(INPUT DATA begins)
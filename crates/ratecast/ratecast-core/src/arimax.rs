//! ARIMA with exogenous regressors, estimated by the Hannan-Rissanen
//! two-stage regression.
//!
//! ## Model
//!
//! On the `d`-times differenced target `w` and differenced exogenous columns `z`:
//!
//! ```text
//! w_t = c + b'z_t + phi_1 w_{t-1} + ... + phi_p w_{t-p}
//!           + e_t + theta_1 e_{t-1} + ... + theta_q e_{t-q}
//! ```
//!
//! Stage one fits a long autoregression to estimate the innovations; stage two
//! regresses `w_t` on the constant, `z_t`, the lagged `w` and the lagged
//! innovation estimates. Residuals are then recomputed recursively with the
//! stage-two coefficients, conditioning on zero pre-sample innovations.

use nalgebra::DMatrix;
use ratecast_api::{difference, ArimaOrder, FitStatistics, RatecastError, Result};
use statrs::distribution::{ContinuousCDF, StudentsT};

use crate::regression::{design_matrix, ols};

/// Estimate of one exogenous coefficient.
#[derive(Debug, Clone, Copy, PartialEq)]
pub struct ExogEstimate {
    pub value: f64,
    pub std_error: f64,
    pub t_statistic: f64,
    pub p_value: f64,
}

/// A fitted ARIMAX model with frozen parameters.
#[derive(Debug, Clone, PartialEq)]
pub struct ArimaxFit {
    /// Fitted order
    pub order: ArimaOrder,
    /// Constant on the differenced scale
    pub intercept: f64,
    /// AR coefficients, lag 1 first
    pub ar: Vec<f64>,
    /// MA coefficients, lag 1 first
    pub ma: Vec<f64>,
    /// Exogenous coefficients, in column order
    pub exog: Vec<ExogEstimate>,
    /// Recursive residuals on the differenced scale
    pub residuals: Vec<f64>,
    /// First differenced index entering the likelihood
    pub sample_start: usize,
    /// Fit statistics over `sample_start..`
    pub stats: FitStatistics,
}

/// Difference the target and every exogenous column `d` times.
fn differenced(target: &[f64], exog: &[&[f64]], d: usize) -> Result<(Vec<f64>, Vec<Vec<f64>>)> {
    if let Some(col) = exog.iter().position(|c| c.len() != target.len()) {
        return Err(RatecastError::Numerical(format!(
            "exogenous column {} has {} rows, target has {}",
            col,
            exog[col].len(),
            target.len()
        )));
    }
    let w = difference(target, d);
    let z = exog.iter().map(|c| difference(c, d)).collect();
    Ok((w, z))
}

/// Whether every root of the lag polynomial with companion first row
/// `coefficients` lies strictly inside the unit circle.
fn roots_inside_unit_circle(coefficients: &[f64]) -> bool {
    let k = coefficients.len();
    if k == 0 {
        return true;
    }
    if coefficients.iter().any(|c| !c.is_finite()) {
        return false;
    }
    let companion = DMatrix::from_fn(k, k, |i, j| {
        if i == 0 {
            coefficients[j]
        } else if i == j + 1 {
            1.0
        } else {
            0.0
        }
    });
    companion
        .complex_eigenvalues()
        .iter()
        .all(|root| root.norm_sqr() < 1.0)
}
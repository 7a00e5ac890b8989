//! Order search types.

use serde::{Deserialize, Serialize};

/// ARIMA order `(p, d, q)`.
#[derive(Debug, Clone, Copy, PartialEq, Eq, Hash, PartialOrd, Ord, Serialize, Deserialize)]
pub struct ArimaOrder {
    /// Autoregressive order
    pub p: usize,
    /// Differencing order
    pub d: usize,
    /// Moving-average order
    pub q: usize,
}

impl ArimaOrder {
    /// Create an order.
    pub fn new(p: usize, d: usize, q: usize) -> Self {
        Self { p, d, q }
    }

    /// Number of ARMA coefficients
    pub fn arma_terms(&self) -> usize {
        self.p + self.q
    }
}

impl std::fmt::Display for ArimaOrder {
    fn fmt(&self, f: &mut std::fmt::Formatter<'_>) -> std::fmt::Result {
        write!(f, "ARIMA({},{},{})", self.p, self.d, self.q)
    }
}

/// Information criterion minimized by the order search.
#[derive(Debug, Clone, Copy, PartialEq, Eq, Default, Serialize, Deserialize)]
#[serde(rename_all = "snake_case")]
pub enum InformationCriterion {
    /// Akaike information criterion
    #[default]
    Aic,
    /// Bayesian (Schwarz) information criterion
    Bic,
}

/// Bounds and budget of an order search.
#[derive(Debug, Clone, Copy, PartialEq, Serialize, Deserialize)]
pub struct SearchBounds {
    /// Largest AR order tried
    pub ar_max: usize,
    /// Largest MA order tried
    pub ma_max: usize,
    /// Differencing order applied to every candidate
    pub d: usize,
    /// Criterion used for ranking
    pub criterion: InformationCriterion,
    /// Maximum number of candidate fits
    pub max_iterations: usize,
    /// Optional wall-clock budget in milliseconds
    pub time_budget_ms: Option<u64>,
}

impl SearchBounds {
    /// Total number of orders inside the bounds
    pub fn candidate_count(&self) -> usize {
        (self.ar_max + 1) * (self.ma_max + 1)
    }
}

/// A candidate order with its criterion value.
#[derive(Debug, Clone, Copy, PartialEq, Serialize, Deserialize)]
pub struct RankedOrder {
    /// Candidate order
    pub order: ArimaOrder,
    /// Criterion value (lower is better)
    pub criterion: f64,
}

/// A candidate order that failed to fit.
#[derive(Debug, Clone, PartialEq, Serialize, Deserialize)]
pub struct SkippedOrder {
    /// Candidate order
    pub order: ArimaOrder,
    /// Failure description
    pub reason: String,
}

/// Outcome of an order search: ranked fits plus what was skipped.
#[derive(Debug, Clone, Default, PartialEq, Serialize, Deserialize)]
pub struct SearchOutcome {
    /// Successfully fitted orders, best first
    pub ranked: Vec<RankedOrder>,
    /// Orders that failed numerically
    pub skipped: Vec<SkippedOrder>,
    /// Whether the budget stopped the search early
    pub truncated: bool,
    /// Number of candidate fits attempted
    pub evaluated: usize,
}

impl SearchOutcome {
    /// Best-ranked order, if any candidate fitted
    pub fn best(&self) -> Option<&RankedOrder> {
        self.ranked.first()
    }
}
(INPUT DATA ends)
■ THE PROBLEM:
Please return exactly the lines that run from the line with "the search early" through the end of the records above, both included, and nothing more.

■ OUTPUT OF THE EXERCISE:
    /// Whether the budget stopped the search early
    pub truncated: bool,
    /// Number of candidate fits attempted
    pub evaluated: usize,
}

impl SearchOutcome {
    /// Best-ranked order, if any candidate fitted
    pub fn best(&self) -> Option<&RankedOrder> {
        self.ranked.first()
    }
}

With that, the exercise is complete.